What does Peter of Alcántara have to say about prayer and what you need to pray? Find out in today’s excerpt and reflection from Finding God Through Meditation.
These are the exercises and meditations, Christian reader, wherewith every day you may feed your soul, which if you do rightly use, you will never want matter to engage your mind devoutly. But note that meditation, if it be well performed, ought to consist of six parts; some of which go before, others follow mental prayer.
Preparation: First, before we apply ourselves to meditation, it is necessary that our mind and soul be diligently prepared for this holy exercise; as the strings of an instrument, except they be before-hand well-tuned, will never make a pleasant melody.
Reading: After preparation ought to follow the reading of some holy mystery, according to the distribution of days in the week, which in beginners is chiefly necessary, until with continual use and custom, matter of meditation offers itself unto their memories.
Meditation: [After reading follows meditation, which is sometimes of such things as can be represented to our imagination: as the life and Passion of our Blessed Savior; the final judgment; hell; and the kingdom of heaven.]
Giving Thanks: [After meditation follows giving of thanks, the occasion of which must be taken from the matter meditated upon.]

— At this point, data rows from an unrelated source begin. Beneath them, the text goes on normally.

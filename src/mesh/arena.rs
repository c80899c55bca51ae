//! Tombstoned arena storage for mesh elements.
//!
//! The mesh is three flat arrays (vertices, edges, faces) that
//! cross-reference each other by index. Elements are never physically
//! removed: deletion sets a tombstone flag and leaves the slot in place, so
//! indices stay valid for the life of the mesh and no renumbering ever
//! occurs. The edge-collapse loop depends on this: heap entries and
//! affected-edge lists hold indices that must survive arbitrary interleaved
//! deletions.
//!
//! # Structure
//!
//! - [`Vertex`] carries position, shading attributes, and the accumulated
//!   error quadric.
//! - [`Face`] holds three vertex indices and the plane equation of its
//!   *original* geometry (computed once at build time, never refreshed).
//! - [`Edge`] is an undirected vertex pair with its cached collapse cost,
//!   target position, and a dirty flag for lazy revalidation.

use nalgebra::{Point3, Vector2, Vector3, Vector4};

use super::index::{EdgeId, FaceId, VertexId};
use crate::quadric::{face_plane, Quadric};

/// A vertex in the mesh.
#[derive(Debug, Clone)]
pub struct Vertex {
    /// The 3D position. Overwritten when a collapse lands here.
    pub position: Point3<f64>,

    /// The vertex normal, as given by the mesh source. Informational;
    /// not updated after build.
    pub normal: Vector3<f64>,

    /// Texture coordinates. Interpolated toward the removed endpoint on
    /// collapse.
    pub uv: Vector2<f64>,

    /// Vertex color (RGBA). Interpolated like the UV.
    pub color: Vector4<f64>,

    /// Accumulated quadric: the sum of fundamental quadrics of the live
    /// faces incident to this vertex.
    pub quadric: Quadric,

    /// Tombstone flag.
    pub deleted: bool,
}

impl Vertex {
    /// Create a live vertex with a zero quadric and opaque white color.
    pub fn new(position: Point3<f64>, normal: Vector3<f64>, uv: Vector2<f64>) -> Self {
        Self {
            position,
            normal,
            uv,
            color: Vector4::new(1.0, 1.0, 1.0, 1.0),
            quadric: Quadric::zero(),
            deleted: false,
        }
    }
}

/// A triangle in the mesh.
#[derive(Debug, Clone)]
pub struct Face {
    /// First vertex index.
    pub a: VertexId,
    /// Second vertex index.
    pub b: VertexId,
    /// Third vertex index.
    pub c: VertexId,

    /// Plane equation `[nx, ny, nz, d]` with unit normal, captured from the
    /// corner positions at construction and never recomputed.
    pub plane: Vector4<f64>,

    /// Tombstone flag.
    pub deleted: bool,
}

impl Face {
    /// Create a face and compute its plane from the corner positions.
    pub fn new(
        a: VertexId,
        b: VertexId,
        c: VertexId,
        pa: &Point3<f64>,
        pb: &Point3<f64>,
        pc: &Point3<f64>,
    ) -> Self {
        Self {
            a,
            b,
            c,
            plane: face_plane(pa, pb, pc),
            deleted: false,
        }
    }

    /// The three vertex indices in order.
    pub fn vertices(&self) -> [VertexId; 3] {
        [self.a, self.b, self.c]
    }

    /// Whether the face references the given vertex.
    pub fn contains(&self, v: VertexId) -> bool {
        self.a == v || self.b == v || self.c == v
    }

    /// Whether any two corners coincide.
    pub fn is_degenerate(&self) -> bool {
        self.a == self.b || self.b == self.c || self.c == self.a
    }
}

/// An undirected edge between two vertices.
#[derive(Debug, Clone)]
pub struct Edge {
    /// First endpoint. The collapse survivor.
    pub v1: VertexId,
    /// Second endpoint. Tombstoned by a collapse.
    pub v2: VertexId,

    /// Cached QEM error of the best contraction of this edge.
    pub cost: f64,

    /// Where `v1` lands when this edge is contracted.
    pub optimal_position: Point3<f64>,

    /// Set when an endpoint was involved in another collapse, meaning the
    /// cached cost can no longer be trusted.
    pub dirty: bool,

    /// Tombstone flag.
    pub deleted: bool,
}

impl Edge {
    /// Create an edge with an uncomputed cost.
    pub fn new(v1: VertexId, v2: VertexId) -> Self {
        Self {
            v1,
            v2,
            cost: 0.0,
            optimal_position: Point3::origin(),
            dirty: false,
            deleted: false,
        }
    }

    /// Whether the edge has the given vertex as an endpoint.
    pub fn touches(&self, v: VertexId) -> bool {
        self.v1 == v || self.v2 == v
    }

    /// Order-independent endpoint pair, for deduplication.
    pub(crate) fn key(&self) -> (usize, usize) {
        let (a, b) = (self.v1.index(), self.v2.index());
        (a.min(b), a.max(b))
    }
}

/// An arena-based triangle mesh with tombstoned deletion.
///
/// Built from a triangle soup by [`build_from_soup`](super::build_from_soup)
/// and mutated exclusively through the simplification scheduler.
#[derive(Debug, Clone, Default)]
pub struct Mesh {
    pub(crate) vertices: Vec<Vertex>,
    pub(crate) edges: Vec<Edge>,
    pub(crate) faces: Vec<Face>,
    pub(crate) deleted_vertices: usize,
}

impl Mesh {
    /// Create an empty mesh.
    pub fn new() -> Self {
        Self::default()
    }

    // ==================== Accessors ====================

    /// Total number of vertex slots, tombstoned included.
    #[inline]
    pub fn num_vertices(&self) -> usize {
        self.vertices.len()
    }

    /// Total number of edge slots, tombstoned included.
    #[inline]
    pub fn num_edges(&self) -> usize {
        self.edges.len()
    }

    /// Total number of face slots, tombstoned included.
    #[inline]
    pub fn num_faces(&self) -> usize {
        self.faces.len()
    }

    /// Number of tombstoned vertices.
    #[inline]
    pub fn deleted_vertex_count(&self) -> usize {
        self.deleted_vertices
    }

    /// Number of live vertices.
    #[inline]
    pub fn live_vertex_count(&self) -> usize {
        self.vertices.len() - self.deleted_vertices
    }

    /// Number of live edges. O(E).
    pub fn live_edge_count(&self) -> usize {
        self.edges.iter().filter(|e| !e.deleted).count()
    }

    /// Number of live faces. O(F).
    pub fn live_face_count(&self) -> usize {
        self.faces.iter().filter(|f| !f.deleted).count()
    }

    /// Get a vertex by id.
    #[inline]
    pub fn vertex(&self, id: VertexId) -> &Vertex {
        &self.vertices[id.index()]
    }

    /// Get a mutable vertex by id.
    #[inline]
    pub fn vertex_mut(&mut self, id: VertexId) -> &mut Vertex {
        &mut self.vertices[id.index()]
    }

    /// Get an edge by id.
    #[inline]
    pub fn edge(&self, id: EdgeId) -> &Edge {
        &self.edges[id.index()]
    }

    /// Get a mutable edge by id.
    #[inline]
    pub fn edge_mut(&mut self, id: EdgeId) -> &mut Edge {
        &mut self.edges[id.index()]
    }

    /// Get a face by id.
    #[inline]
    pub fn face(&self, id: FaceId) -> &Face {
        &self.faces[id.index()]
    }

    /// Get a mutable face by id.
    #[inline]
    pub fn face_mut(&mut self, id: FaceId) -> &mut Face {
        &mut self.faces[id.index()]
    }

    // ==================== Iteration ====================

    /// Iterate over live vertices with their ids.
    pub fn live_vertices(&self) -> impl Iterator<Item = (VertexId, &Vertex)> + '_ {
        self.vertices
            .iter()
            .enumerate()
            .filter(|(_, v)| !v.deleted)
            .map(|(i, v)| (VertexId::new(i), v))
    }

    /// Iterate over live edges with their ids.
    pub fn live_edges(&self) -> impl Iterator<Item = (EdgeId, &Edge)> + '_ {
        self.edges
            .iter()
            .enumerate()
            .filter(|(_, e)| !e.deleted)
            .map(|(i, e)| (EdgeId::new(i), e))
    }

    /// Iterate over live faces with their ids.
    pub fn live_faces(&self) -> impl Iterator<Item = (FaceId, &Face)> + '_ {
        self.faces
            .iter()
            .enumerate()
            .filter(|(_, f)| !f.deleted)
            .map(|(i, f)| (FaceId::new(i), f))
    }

    // ==================== Validation ====================

    /// Check the structural invariants of the arena.
    ///
    /// Verifies that the tombstone counter agrees with the flags, that every
    /// live face has three pairwise-distinct live vertices, that every live
    /// edge has two distinct live endpoints, and that no two live edges
    /// connect the same vertex pair. Intended for tests and debugging; O(V +
    /// E + F) with a hash set over the edges.
    pub fn validate(&self) -> bool {
        let flagged = self.vertices.iter().filter(|v| v.deleted).count();
        if flagged != self.deleted_vertices {
            return false;
        }

        let vertex_live = |id: VertexId| {
            id.index() < self.vertices.len() && !self.vertices[id.index()].deleted
        };

        for face in self.faces.iter().filter(|f| !f.deleted) {
            if face.is_degenerate() {
                return false;
            }
            if !face.vertices().into_iter().all(|id| vertex_live(id)) {
                return false;
            }
        }

        let mut seen = std::collections::HashSet::new();
        for edge in self.edges.iter().filter(|e| !e.deleted) {
            if edge.v1 == edge.v2 {
                return false;
            }
            if !vertex_live(edge.v1) || !vertex_live(edge.v2) {
                return false;
            }
            if !seen.insert(edge.key()) {
                return false;
            }
        }

        true
    }

    // ==================== Snapshot ====================

    /// Capture the current live surface for rendering.
    ///
    /// Vertex attribute arrays cover every slot (tombstoned slots keep their
    /// last value but are referenced by no triangle), so the index triples
    /// of live faces remain valid without any renumbering. Only consistent
    /// between simplification steps.
    pub fn snapshot(&self) -> MeshSnapshot {
        let positions = self
            .vertices
            .iter()
            .map(|v| {
                [
                    v.position.x as f32,
                    v.position.y as f32,
                    v.position.z as f32,
                ]
            })
            .collect();
        let uvs = self
            .vertices
            .iter()
            .map(|v| [v.uv.x as f32, v.uv.y as f32])
            .collect();
        let colors = self
            .vertices
            .iter()
            .map(|v| {
                [
                    v.color.x as f32,
                    v.color.y as f32,
                    v.color.z as f32,
                    v.color.w as f32,
                ]
            })
            .collect();

        let indices = self
            .faces
            .iter()
            .filter(|f| !f.deleted)
            .map(|f| {
                [
                    f.a.index() as u32,
                    f.b.index() as u32,
                    f.c.index() as u32,
                ]
            })
            .collect();

        MeshSnapshot {
            positions,
            uvs,
            colors,
            indices,
        }
    }
}

/// Contiguous vertex and index buffers for the live surface, suitable for
/// direct GPU upload.
#[derive(Debug, Clone)]
pub struct MeshSnapshot {
    /// Per-slot positions.
    pub positions: Vec<[f32; 3]>,
    /// Per-slot texture coordinates.
    pub uvs: Vec<[f32; 2]>,
    /// Per-slot RGBA colors.
    pub colors: Vec<[f32; 4]>,
    /// Index triples of live faces only.
    pub indices: Vec<[u32; 3]>,
}

impl MeshSnapshot {
    /// Number of live triangles in the snapshot.
    pub fn triangle_count(&self) -> usize {
        self.indices.len()
    }
}

#[cfg(test)]
mod tests {
    use super::*;

    fn triangle_mesh() -> Mesh {
        let positions = [
            Point3::new(0.0, 0.0, 0.0),
            Point3::new(1.0, 0.0, 0.0),
            Point3::new(0.0, 1.0, 0.0),
        ];

        let mut mesh = Mesh::new();
        for p in &positions {
            mesh.vertices
                .push(Vertex::new(*p, Vector3::z(), Vector2::zeros()));
        }
        mesh.faces.push(Face::new(
            VertexId::new(0),
            VertexId::new(1),
            VertexId::new(2),
            &positions[0],
            &positions[1],
            &positions[2],
        ));
        for (a, b) in [(0, 1), (1, 2), (0, 2)] {
            mesh.edges
                .push(Edge::new(VertexId::new(a), VertexId::new(b)));
        }
        mesh
    }

    #[test]
    fn test_face_plane_from_corners() {
        let mesh = triangle_mesh();
        let face = mesh.face(FaceId::new(0));
        assert!((face.plane - Vector4::new(0.0, 0.0, 1.0, 0.0)).norm() < 1e-12);
    }

    #[test]
    fn test_counts_and_validation() {
        let mesh = triangle_mesh();
        assert_eq!(mesh.live_vertex_count(), 3);
        assert_eq!(mesh.live_edge_count(), 3);
        assert_eq!(mesh.live_face_count(), 1);
        assert!(mesh.validate());
    }

    #[test]
    fn test_tombstone_counter_mismatch_detected() {
        let mut mesh = triangle_mesh();
        mesh.vertices[1].deleted = true;
        // Counter not bumped: invariant broken.
        assert!(!mesh.validate());

        mesh.deleted_vertices = 1;
        // Now the face references a dead vertex: still invalid.
        assert!(!mesh.validate());
    }

    #[test]
    fn test_duplicate_live_edge_detected() {
        let mut mesh = triangle_mesh();
        mesh.edges
            .push(Edge::new(VertexId::new(1), VertexId::new(0)));
        assert!(!mesh.validate());
    }

    #[test]
    fn test_snapshot_skips_dead_faces() {
        let mut mesh = triangle_mesh();
        let second = [
            Point3::new(1.0, 1.0, 0.0),
            Point3::new(1.0, 0.0, 0.0),
            Point3::new(0.0, 1.0, 0.0),
        ];
        mesh.vertices
            .push(Vertex::new(second[0], Vector3::z(), Vector2::zeros()));
        mesh.faces.push(Face::new(
            VertexId::new(3),
            VertexId::new(1),
            VertexId::new(2),
            &second[0],
            &second[1],
            &second[2],
        ));

        mesh.faces[0].deleted = true;
        let snapshot = mesh.snapshot();

        assert_eq!(snapshot.triangle_count(), 1);
        assert_eq!(snapshot.indices[0], [3, 1, 2]);
        // Attribute arrays still cover every slot.
        assert_eq!(snapshot.positions.len(), 4);
        assert_eq!(snapshot.uvs.len(), 4);
        assert_eq!(snapshot.colors.len(), 4);
    }
}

Oblation: Then insist upon the matter to be meditated upon. To meditation we must join devout and sincere giving of thanks to God for all his benefits; then a general oblation of all the life of Christ for recompense of any benefit, and our own works to the honour and glory of God.
Petition: Last of all, petition, which is chiefly called prayer, wherein we desire all things necessary for our own salvation, of our neighbors and the good of the whole church.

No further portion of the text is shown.